Plaintiff is an insurance broker representing fire and other insurance companies in this state. The defendant is the owner of a sugar plant at Layton, Davis county, Utah. In the year 1925 defendant carried fire insurance of $450,000 on its property. Of this amount $25,000 was in one of the companies represented by plaintiff. All the insurance carried by defendant expired in December, 1925. Prior to the expiration of the insurance, defendant advised plaintiff that it did not intend to renew with plaintiff a policy which it had written, and that the defendant was negotiating with another insurance company to carry its insurance, and that it had been offered a rate of 42 cents per $100. Plaintiff, upon getting this information, offered defendant insurance at this rate, provided it were given all of defendant's insurance, amounting to $450,000. Defendant, upon receiving this offer from plaintiff, advised it that it woud accept the offer and allow plaintiff to write the entire insurance of $450,000, provided the rate did not exceed 42 cents per $100, and that the company writing the insurance was a member of the board of fire underwriters. Plaintiff thereupon issued to the defendant two policies in the U.S. Fire Insurance Company, one in the amount of $125,000, the other for $325,000. These policies provided that the "U.S. Fire Insurance Company, in consideration of the stipulations herein named and of $1,000 and $2,600 premium does insure Layton Sugar Company for the term of one year," etc. Each policy also contained the following provisions:
"This policy is made and accepted subject to the foregoing stipulations and conditions, and to the following stipulations and conditions printed on back hereof, which are hereby specifically referred to and *Page 335 made a part of this policy, together with such other provisions, agreements, or conditions as may be endorsed hereon or added hereto; and no officer, agent or other representative of this Company shall have power to waive any provision or condition of this Policy except such as by the terms of this Policy may be the subject of agreement endorsed hereon or added hereto; and as to such provisions and conditions no officer, agent, or representative shall have such power or be deemed or held to have waived such provisions or conditions unless such waiver, if any, shall be written upon or attached hereto, nor shall any privilege or permission affecting the insurance under this Policy exist or be claimed by the insured unless so written or attached."

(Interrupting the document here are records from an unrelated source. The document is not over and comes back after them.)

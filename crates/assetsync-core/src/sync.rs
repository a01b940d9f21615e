//! Drive many independent sessions through fetch and decode.

use futures::stream::{self, StreamExt};
use tokio_util::sync::CancellationToken;
use tracing::{info, warn};

use crate::io::download::Transport;
use crate::session::{FetchOutcome, RemoteMetadataSession, SyncError};

#[derive(Debug)]
pub enum SyncStatus {
    Synced { assets: usize, bytes: u64 },
    Cancelled,
    Failed(SyncError),
}

#[derive(Debug)]
pub struct FamilyReport {
    pub family: String,
    pub status: SyncStatus,
}

/// Fetch and decode every session, at most `concurrency` at a time.
///
/// Reports come back in the same order as `sessions`.
pub async fn sync_all(
    sessions: &mut [RemoteMetadataSession],
    transport: &dyn Transport,
    cancel: &CancellationToken,
    concurrency: usize,
) -> Vec<FamilyReport> {
    let mut reports: Vec<(usize, FamilyReport)> = stream::iter(sessions.iter_mut().enumerate())
        .map(|(index, session)| async move {
            let status = sync_one(session, transport, cancel).await;
            let family = session.config().name.clone();
            (index, FamilyReport { family, status })
        })
        .buffer_unordered(concurrency.max(1))
        .collect()
        .await;

    reports.sort_by_key(|(index, _)| *index);
    let reports: Vec<FamilyReport> = reports.into_iter().map(|(_, r)| r).collect();

    let synced = reports
        .iter()
        .filter(|r| matches!(r.status, SyncStatus::Synced { .. }))
        .count();
    info!(synced, total = reports.len(), "metadata sync finished");
    reports
}

async fn sync_one(
    session: &mut RemoteMetadataSession,
    transport: &dyn Transport,
    cancel: &CancellationToken,
) -> SyncStatus {
    match session.get_remote_metadata(transport, cancel).await {
        Ok(FetchOutcome::Fetched) => {}
        Ok(FetchOutcome::Cancelled) => return SyncStatus::Cancelled,
        Err(e) => {
            warn!(family = %session.config().name, error = %e, "metadata fetch failed");
            return SyncStatus::Failed(e);
        }
    }

    match session.deserialize() {
        Ok(assets) => SyncStatus::Synced {
            assets: assets.len(),
            bytes: assets.iter().map(|a| a.size).sum(),
        },
        Err(e) => SyncStatus::Failed(e),
    }
}

#[cfg(test)]
mod tests {
    use super::*;
    use crate::family::{FamilyConfig, MetadataLocator, PayloadFormat};
    use crate::io::download::{DownloadRequest, TransportError};
    use assetsync_schema::AssetFamily;
    use async_trait::async_trait;

    struct EchoTransport;

    #[async_trait]
    impl Transport for EchoTransport {
        async fn download(&self, request: DownloadRequest<'_>, dest: &mut Vec<u8>) -> Result<(), TransportError> {
            if request.url.ends_with("bad.csv") {
                return Err(TransportError::Status { url: request.url.to_string(), status: 500 });
            }
            dest.extend_from_slice(b"a,00,4\nb,01,6\n");
            Ok(())
        }
    }

    fn session(name: &str, filename: &str) -> RemoteMetadataSession {
        let config = FamilyConfig::new(
            name,
            "/x",
            MetadataLocator::Direct { filename: filename.into() },
            PayloadFormat::TextListed,
            AssetFamily::TextListed,
        );
        RemoteMetadataSession::new(config, "https://cdn")
    }

    #[tokio::test]
    async fn reports_keep_session_order() {
        let mut sessions = vec![session("one", "a.csv"), session("two", "bad.csv"), session("three", "c.csv")];
        let reports = sync_all(&mut sessions, &EchoTransport, &CancellationToken::new(), 2).await;

        let names: Vec<_> = reports.iter().map(|r| r.family.as_str()).collect();
        assert_eq!(names, ["one", "two", "three"]);
        assert!(matches!(reports[0].status, SyncStatus::Synced { assets: 2, bytes: 10 }));
        assert!(matches!(reports[1].status, SyncStatus::Failed(SyncError::Transport(_))));
        assert_eq!(sessions[2].assets().len(), 2);
    }

    #[tokio::test]
    async fn cancelled_token_cancels_every_session() {
        let mut sessions = vec![session("one", "a.csv"), session("two", "b.csv")];
        let cancel = CancellationToken::new();
        cancel.cancel();
        let reports = sync_all(&mut sessions, &EchoTransport, &cancel, 4).await;
        assert!(reports.iter().all(|r| matches!(r.status, SyncStatus::Cancelled)));
        assert!(sessions.iter().all(|s| s.assets().is_empty()));
    }
}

The policies expired December 17th and 19th, respectively. The premiums as set forth in the policies were at the rate of 80 cents per $100, and defendant refused to accept the policies at that rate, and stated that the rate would have to be changed or a receipt in full given on payment of the premium at the 42-cent rate. Plaintiff refused to change the rate, but said it would give a receipt in full, and thereupon defendant accepted the policies, paid plaintiff $1,890, being the premium agreed upon at the 42-cent rate, and plaintiff gave the defendant a receipt stating that the said $1,890 was payment in full for the $450,000 insurance.

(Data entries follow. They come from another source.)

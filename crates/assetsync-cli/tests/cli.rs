//! End-to-end checks of the `assetsync` binary.

use std::process::Command;

fn assetsync() -> Command {
    Command::new(env!("CARGO_BIN_EXE_assetsync"))
}

#[test]
fn test_help_command() {
    let output = assetsync().arg("--help").output().expect("failed to run assetsync");
    assert!(output.status.success());
    let stdout = String::from_utf8_lossy(&output.stdout);
    assert!(stdout.contains("Usage:"));
}

#[test]
fn test_normalize_hash() {
    let output = assetsync()
        .args(["normalize-hash", "72623859790382856"])
        .output()
        .expect("failed to run assetsync");
    assert!(output.status.success());
    // 72623859790382856 == 0x0102030405060708
    assert_eq!(String::from_utf8_lossy(&output.stdout).trim(), "0102030405060708");
}

#[test]
fn test_patch_name_lowercases() {
    let output = assetsync()
        .args(["patch-name", "CAFEBABE"])
        .output()
        .expect("failed to run assetsync");
    assert!(output.status.success());
    assert_eq!(String::from_utf8_lossy(&output.stdout).trim(), "cafebabe.patch");
}

#[test]
fn test_sync_without_base_url_fails() {
    let home = tempfile::tempdir().expect("failed to create temp dir");
    let output = assetsync()
        .arg("sync")
        .env("HOME", home.path())
        .env("XDG_CONFIG_HOME", home.path())
        .env_remove("ASSETSYNC_BASE_URL")
        .env_remove("ASSETSYNC_CONFIG")
        .output()
        .expect("failed to run assetsync");
    assert!(!output.status.success());
    assert!(String::from_utf8_lossy(&output.stderr).contains("base_url"));
}
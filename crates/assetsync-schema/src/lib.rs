//! Shared types and wire formats for assetsync.
//!
//! Everything here is synchronous and side-effect free apart from reading a
//! manifest file from disk. Network sessions live in `assetsync-core`.

/// Audio package manifest and patch descriptors.
pub mod audio;
/// Versioned block-catalog manifest.
pub mod block;
/// Cache patch catalog.
pub mod cache_patch;
/// Decode error taxonomy.
pub mod error;
/// Content hashes and hex/numeric hash conversions.
pub mod hash;
/// Checked big-endian reader used by the binary decoders.
pub mod reader;
/// Text-listed manifest lines.
pub mod text_list;
/// Asset entries, patch references and the summary contract.
pub mod types;

// Re-exports
pub use audio::{AudioAsset, AudioLanguage, AudioManifest, AudioPatchInfo, PckType, RawAudioPatch};
pub use block::{BlockAsset, BlockEntry, BlockManifest};
pub use cache_patch::{CachePatchCatalog, CachePatchRecord};
pub use error::ManifestError;
pub use hash::*;
pub use text_list::parse_text_listing;
pub use types::*;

Plaintiff paid the U.S. Fire Insurance Company the premium called for by the policies, less the commission earned by it. This payment plaintiff claims it was compelled to make under its contract of employment with the insurance company. Just before the policies expired, plaintiff sought a renewal of them, but was informed by the defendant that it did not intend to renew these policies with plaintiff. No claim for the additional premiums was asserted until plaintiff was told that the defendant did not intend to renew the policies, and, being so advised, it brought suit for $1,710, being the difference between the premiums defendant had paid and the amount of premiums set forth in the policies. The trial court found the issues in favor of the defendant, and to reverse that judgment this appeal is taken. Plaintiff's position on this appeal is: (1) That *Page 336 the statement in the policies as to the amount of premiums is conclusive; (2) that any contract for any other or different rate than that set forth in the policies was illegal and prohibited by the statutes of the state of Utah; (3) that it is subrogated to the rights of the U.S. Fire Insurance Company by reason of having paid to it the premiums on these policies.

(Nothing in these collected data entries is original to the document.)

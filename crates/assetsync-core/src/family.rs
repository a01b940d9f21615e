//! Per-family configuration table.
//!
//! Asset families share one fetch/decode/dispose skeleton and differ only in
//! the data below: where the payload lives, how its filename is found, which
//! decoder reads it and which tag the produced entries carry.

use assetsync_schema::AssetFamily;
use serde::{Deserialize, Serialize};

/// How a session finds the payload filename.
#[derive(Debug, Clone, PartialEq, Eq, Serialize, Deserialize)]
#[serde(tag = "kind", rename_all = "kebab-case")]
pub enum MetadataLocator {
    /// The payload has a fixed filename.
    Direct { filename: String },
    /// A small index resource names the payload and carries its tags.
    Indexed { index_filename: String },
}

/// Decoder applied to a fetched payload.
#[derive(Debug, Clone, Copy, PartialEq, Eq, Serialize, Deserialize)]
#[serde(rename_all = "kebab-case")]
pub enum PayloadFormat {
    /// `[u32 count]{[16B md5][u64 size][string path]}`.
    FramedBinary,
    /// `[u32 count]{[string name][20B sha1][u64 size]}`.
    Scripted,
    /// `name,hexHash,size` lines.
    TextListed,
    /// `[u32 magic][u32 typeId][u32 revision][string filename]`.
    IndexPointer,
    /// Signed, versioned block catalog; one entry per block file.
    BlockCatalog,
    /// Cache patch list; one patched entry per record.
    CachePatch,
}

#[derive(Debug, Clone, PartialEq, Eq, Serialize, Deserialize)]
pub struct FamilyConfig {
    /// Short name used on the command line and in logs.
    pub name: String,
    /// Path segment appended to the base URL, e.g. `/client/Windows/Block`.
    pub remote_path: String,
    pub locator: MetadataLocator,
    pub format: PayloadFormat,
    /// Tag attached to every produced entry.
    pub family: AssetFamily,
}

impl FamilyConfig {
    pub fn new(
        name: impl Into<String>,
        remote_path: impl Into<String>,
        locator: MetadataLocator,
        format: PayloadFormat,
        family: AssetFamily,
    ) -> Self {
        Self {
            name: name.into(),
            remote_path: remote_path.into(),
            locator,
            format,
            family,
        }
    }

    /// Built-in table of remote metadata families.
    pub fn builtin() -> Vec<Self> {
        vec![
            Self::new(
                "block",
                "/client/Windows/Block",
                MetadataLocator::Indexed {
                    index_filename: "M_BlockV.bytes".into(),
                },
                PayloadFormat::BlockCatalog,
                AssetFamily::Block,
            ),
            Self::new(
                "script",
                "/client/Windows/Script",
                MetadataLocator::Indexed {
                    index_filename: "M_ScriptV.bytes".into(),
                },
                PayloadFormat::Scripted,
                AssetFamily::Scripted,
            ),
            Self::new(
                "design",
                "/client/Windows/Design",
                MetadataLocator::Direct {
                    filename: "DesignV.bytes".into(),
                },
                PayloadFormat::FramedBinary,
                AssetFamily::Block,
            ),
            Self::new(
                "hotfix",
                "/client/Windows/Hotfix",
                MetadataLocator::Direct {
                    filename: "HotfixList.csv".into(),
                },
                PayloadFormat::TextListed,
                AssetFamily::TextListed,
            ),
            Self::new(
                "cache-patch",
                "/client/Windows/CachePatch",
                MetadataLocator::Direct {
                    filename: "CachePatch.bytes".into(),
                },
                PayloadFormat::CachePatch,
                AssetFamily::CachePatch,
            ),
        ]
    }

    /// Configuration of the nested session that fetches this family's index.
    pub(crate) fn index_session(&self, index_filename: &str) -> Self {
        Self {
            name: format!("{}-index", self.name),
            remote_path: self.remote_path.clone(),
            locator: MetadataLocator::Direct {
                filename: index_filename.to_string(),
            },
            format: PayloadFormat::IndexPointer,
            family: self.family,
        }
    }
}
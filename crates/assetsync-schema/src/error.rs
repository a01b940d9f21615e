//! Error taxonomy shared by every manifest decoder.

use thiserror::Error;

/// Errors raised while decoding a manifest or attaching data to it.
///
/// Manifest construction is all-or-nothing: any of these aborts the whole
/// load and no partially populated value is returned.
#[derive(Error, Debug)]
pub enum ManifestError {
    /// The payload is structurally wrong (bad signature, version out of
    /// range, malformed filename convention, malformed text line).
    #[error("Format error: {0}")]
    Format(String),

    /// The stream ended before a declared length or count was satisfied.
    #[error("Truncated stream while reading {context}: needed {needed} bytes, {remaining} left")]
    Truncated {
        /// What was being read when the stream ran out.
        context: &'static str,
        /// Bytes the read required.
        needed: usize,
        /// Bytes still available.
        remaining: usize,
    },

    /// The structured-data collaborator rejected the document.
    #[error("JSON error: {0}")]
    Json(#[from] serde_json::Error),

    /// Reading the manifest from disk failed.
    #[error("IO error: {0}")]
    Io(#[from] std::io::Error),

    /// A patch descriptor was already attached to the named record.
    #[error("Patch already attached to '{0}'")]
    PatchAlreadyAttached(String),
}

impl ManifestError {
    /// Shorthand for [`ManifestError::Format`].
    pub fn format(msg: impl std::fmt::Display) -> Self {
        Self::Format(msg.to_string())
    }

    /// Whether this error means the payload was cut short.
    pub fn is_truncated(&self) -> bool {
        matches!(self, Self::Truncated { .. })
    }
}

Defendant contends that the plaintiff, by accepting the $1,890 and issuing to defendant its receipt for payment in full of the premiums under said policies, is estopped from claiming any additional premium. Laws of Utah 1923, c. 70, § 1, which appellant says was violated, provides, so far as applicable here, as follows:
"Every insurance policy or bond issued in this State shall bear on its face a true statement of the premium paid or to be paid and no insurance company or officer thereof and no insurance agent, shall personally or otherwise offer, promise, allow, give, set off or pay directly or indirectly, any rebate of, or part of, the premium payable on the policy, or bond, or on any policy or bond, or agent's commission thereon, or earnings, profit, dividends or other benefit founded, arising, accruing or to accrue thereon or therefrom, or any other valuable consideration or inducement to or for insurance, on any risk in this State now or hereafter to be written, which is not specified in the policy of insurance. * * *"
The law also provides that any insurance company, its officers or agents violating the provisions of the act, shall be guilty of a misdemeanor, and also provides that the insurance commissioner may revoke the certificate of authority of the company or license of the agent.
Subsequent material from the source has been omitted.